======== EXERCISE DATA ========

//! 인증 플로우 요청 DTO
//!
//! 회원가입, 로그인, 비밀번호 재설정/변경 요청 데이터 구조를 정의합니다.
//! 클라이언트 입력 데이터의 검증과 타입 안전성을 보장합니다.

use serde::{Deserialize, Serialize};
use validator::{Validate, ValidationError};

/// 회원가입 요청 DTO
#[derive(Debug, Clone, Serialize, Deserialize, Validate)]
#[validate(schema(function = "validate_signup_passwords_match"))]
pub struct SignupRequest {
    /// 사용자 이름 (1-50자)
    #[validate(length(min = 1, max = 50, message = "Please tell us your name"))]
    pub name: String,

    /// 사용자 이메일 주소 (RFC 5322 표준)
    #[validate(email(message = "Please provide a valid email"))]
    pub email: String,

    /// 계정 비밀번호 (최소 8자, 대소문자+숫자 포함)
    #[validate(length(min = 8, message = "Password must be at least 8 characters"))]
    #[validate(custom(function = "validate_password_strength"))]
    pub password: String,

    /// 비밀번호 확인 (password와 일치해야 함)
    pub password_confirm: String,
}

/// 로그인 요청 DTO
#[derive(Debug, Clone, Serialize, Deserialize, Validate)]
pub struct LoginRequest {
    #[validate(email(message = "Please provide a valid email"))]
    pub email: String,

    #[validate(length(min = 1, message = "Please provide a password"))]
    pub password: String,
}

/// 비밀번호 재설정 메일 요청 DTO
#[derive(Debug, Clone, Serialize, Deserialize, Validate)]
pub struct ForgotPasswordRequest {
    #[validate(email(message = "Please provide a valid email"))]
    pub email: String,
}

/// 재설정 토큰으로 새 비밀번호 설정 요청 DTO
#[derive(Debug, Clone, Serialize, Deserialize, Validate)]
#[validate(schema(function = "validate_reset_passwords_match"))]
pub struct ResetPasswordRequest {
    #[validate(length(min = 8, message = "Password must be at least 8 characters"))]
    #[validate(custom(function = "validate_password_strength"))]
    pub password: String,

    pub password_confirm: String,
}

/// 로그인 상태에서의 비밀번호 변경 요청 DTO
#[derive(Debug, Clone, Serialize, Deserialize, Validate)]
#[validate(schema(function = "validate_update_passwords_match"))]
pub struct UpdatePasswordRequest {
    /// 현재 비밀번호 (재인증용)
    #[validate(length(min = 1, message = "Please provide your current password"))]
    pub password_current: String,

    #[validate(length(min = 8, message = "Password must be at least 8 characters"))]
    #[validate(custom(function = "validate_password_strength"))]
    pub password: String,

    pub password_confirm: String,
}

fn validate_signup_passwords_match(req: &SignupRequest) -> Result<(), ValidationError> {
    passwords_match(&req.password, &req.password_confirm)
}

fn validate_reset_passwords_match(req: &ResetPasswordRequest) -> Result<(), ValidationError> {
    passwords_match(&req.password, &req.password_confirm)
}

fn validate_update_passwords_match(req: &UpdatePasswordRequest) -> Result<(), ValidationError> {
    passwords_match(&req.password, &req.password_confirm)
}

/// 비밀번호 일치 여부를 검증
fn passwords_match(password: &str, confirm: &str) -> Result<(), ValidationError> {
    if password != confirm {
        return Err(ValidationError::new("passwords_mismatch")
            .with_message("Passwords are not the same".into()));
    }
    Ok(())
}

/// 비밀번호 보안 강도 검증 (대문자, 소문자, 숫자 필수 포함)
fn validate_password_strength(password: &str) -> Result<(), ValidationError> {
    let has_uppercase = password.chars().any(|c| c.is_uppercase());
    let has_lowercase = password.chars().any(|c| c.is_lowercase());
    let has_digit = password.chars().any(|c| c.is_ascii_digit());

    if !(has_uppercase && has_lowercase && has_digit) {
        return Err(ValidationError::new("weak_password")
            .with_message("Password must contain uppercase, lowercase and digit".into()));
    }

    Ok(())
}

#[cfg(test)]
mod tests {
    use super::*;

    fn signup() -> SignupRequest {
        SignupRequest {
            name: "Jonas Schmedtmann".to_string(),
            email: "jonas@example.com".to_string(),
            password: "Test1234pass".to_string(),
            password_confirm: "Test1234pass".to_string(),
        }
    }

    #[test]
    fn test_valid_signup_passes() {
        assert!(signup().validate().is_ok());
    }

    #[test]
    fn test_password_mismatch_rejected() {
        let mut req = signup();
        req.password_confirm = "Different1pass".to_string();
        assert!(req.validate().is_err());
    }

    #[test]
    fn test_weak_password_rejected() {
        let mut req = signup();
        req.password = "alllowercase1".to_string();
        req.password_confirm = req.password.clone();
        assert!(req.validate().is_err());
    }

    #[test]
    fn test_short_password_rejected() {
        let mut req = signup();
        req.password = "Ab1".to_string();
        req.password_confirm = req.password.clone();
        assert!(req.validate().is_err());
    }

    #[test]
    fn test_invalid_email_rejected() {
        let mut req = signup();
        req.email = "not-an-email".to_string();
        assert!(req.validate().is_err());
    }
}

========

ABOUT THIS TASK
Word for word, give the records again.

RESULT
//! 인증 플로우 요청 DTO
//!
//! 회원가입, 로그인, 비밀번호 재설정/변경 요청 데이터 구조를 정의합니다.
//! 클라이언트 입력 데이터의 검증과 타입 안전성을 보장합니다.

use serde::{Deserialize, Serialize};
use validator::{Validate, ValidationError};

/// 회원가입 요청 DTO
#[derive(Debug, Clone, Serialize, Deserialize, Validate)]
#[validate(schema(function = "validate_signup_passwords_match"))]
pub struct SignupRequest {
    /// 사용자 이름 (1-50자)
    #[validate(length(min = 1, max = 50, message = "Please tell us your name"))]
    pub name: String,

    /// 사용자 이메일 주소 (RFC 5322 표준)
    #[validate(email(message = "Please provide a valid email"))]
    pub email: String,

    /// 계정 비밀번호 (최소 8자, 대소문자+숫자 포함)
    #[validate(length(min = 8, message = "Password must be at least 8 characters"))]
    #[validate(custom(function = "validate_password_strength"))]
    pub password: String,

    /// 비밀번호 확인 (password와 일치해야 함)
    pub password_confirm: String,
}

/// 로그인 요청 DTO
#[derive(Debug, Clone, Serialize, Deserialize, Validate)]
pub struct LoginRequest {
    #[validate(email(message = "Please provide a valid email"))]
    pub email: String,

    #[validate(length(min = 1, message = "Please provide a password"))]
    pub password: String,
}

/// 비밀번호 재설정 메일 요청 DTO
#[derive(Debug, Clone, Serialize, Deserialize, Validate)]
pub struct ForgotPasswordRequest {
    #[validate(email(message = "Please provide a valid email"))]
    pub email: String,
}

/// 재설정 토큰으로 새 비밀번호 설정 요청 DTO
#[derive(Debug, Clone, Serialize, Deserialize, Validate)]
#[validate(schema(function = "validate_reset_passwords_match"))]
pub struct ResetPasswordRequest {
    #[validate(length(min = 8, message = "Password must be at least 8 characters"))]
    #[validate(custom(function = "validate_password_strength"))]
    pub password: String,

    pub password_confirm: String,
}

/// 로그인 상태에서의 비밀번호 변경 요청 DTO
#[derive(Debug, Clone, Serialize, Deserialize, Validate)]
#[validate(schema(function = "validate_update_passwords_match"))]
pub struct UpdatePasswordRequest {
    /// 현재 비밀번호 (재인증용)
    #[validate(length(min = 1, message = "Please provide your current password"))]
    pub password_current: String,

    #[validate(length(min = 8, message = "Password must be at least 8 characters"))]
    #[validate(custom(function = "validate_password_strength"))]
    pub password: String,

    pub password_confirm: String,
}

fn validate_signup_passwords_match(req: &SignupRequest) -> Result<(), ValidationError> {
    passwords_match(&req.password, &req.password_confirm)
}

fn validate_reset_passwords_match(req: &ResetPasswordRequest) -> Result<(), ValidationError> {
    passwords_match(&req.password, &req.password_confirm)
}

fn validate_update_passwords_match(req: &UpdatePasswordRequest) -> Result<(), ValidationError> {
    passwords_match(&req.password, &req.password_confirm)
}

/// 비밀번호 일치 여부를 검증
fn passwords_match(password: &str, confirm: &str) -> Result<(), ValidationError> {
    if password != confirm {
        return Err(ValidationError::new("passwords_mismatch")
            .with_message("Passwords are not the same".into()));
    }
    Ok(())
}

/// 비밀번호 보안 강도 검증 (대문자, 소문자, 숫자 필수 포함)
fn validate_password_strength(password: &str) -> Result<(), ValidationError> {
    let has_uppercase = password.chars().any(|c| c.is_uppercase());
    let has_lowercase = password.chars().any(|c| c.is_lowercase());
    let has_digit = password.chars().any(|c| c.is_ascii_digit());

    if !(has_uppercase && has_lowercase && has_digit) {
        return Err(ValidationError::new("weak_password")
            .with_message("Password must contain uppercase, lowercase and digit".into()));
    }

    Ok(())
}

#[cfg(test)]
mod tests {
    use super::*;

    fn signup() -> SignupRequest {
        SignupRequest {
            name: "Jonas Schmedtmann".to_string(),
            email: "jonas@example.com".to_string(),
            password: "Test1234pass".to_string(),
            password_confirm: "Test1234pass".to_string(),
        }
    }

    #[test]
    fn test_valid_signup_passes() {
        assert!(signup().validate().is_ok());
    }

    #[test]
    fn test_password_mismatch_rejected() {
        let mut req = signup();
        req.password_confirm = "Different1pass".to_string();
        assert!(req.validate().is_err());
    }

    #[test]
    fn test_weak_password_rejected() {
        let mut req = signup();
        req.password = "alllowercase1".to_string();
        req.password_confirm = req.password.clone();
        assert!(req.validate().is_err());
    }

    #[test]
    fn test_short_password_rejected() {
        let mut req = signup();
        req.password = "Ab1".to_string();
        req.password_confirm = req.password.clone();
        assert!(req.validate().is_err());
    }

    #[test]
    fn test_invalid_email_rejected() {
        let mut req = signup();
        req.email = "not-an-email".to_string();
        assert!(req.validate().is_err());
    }
}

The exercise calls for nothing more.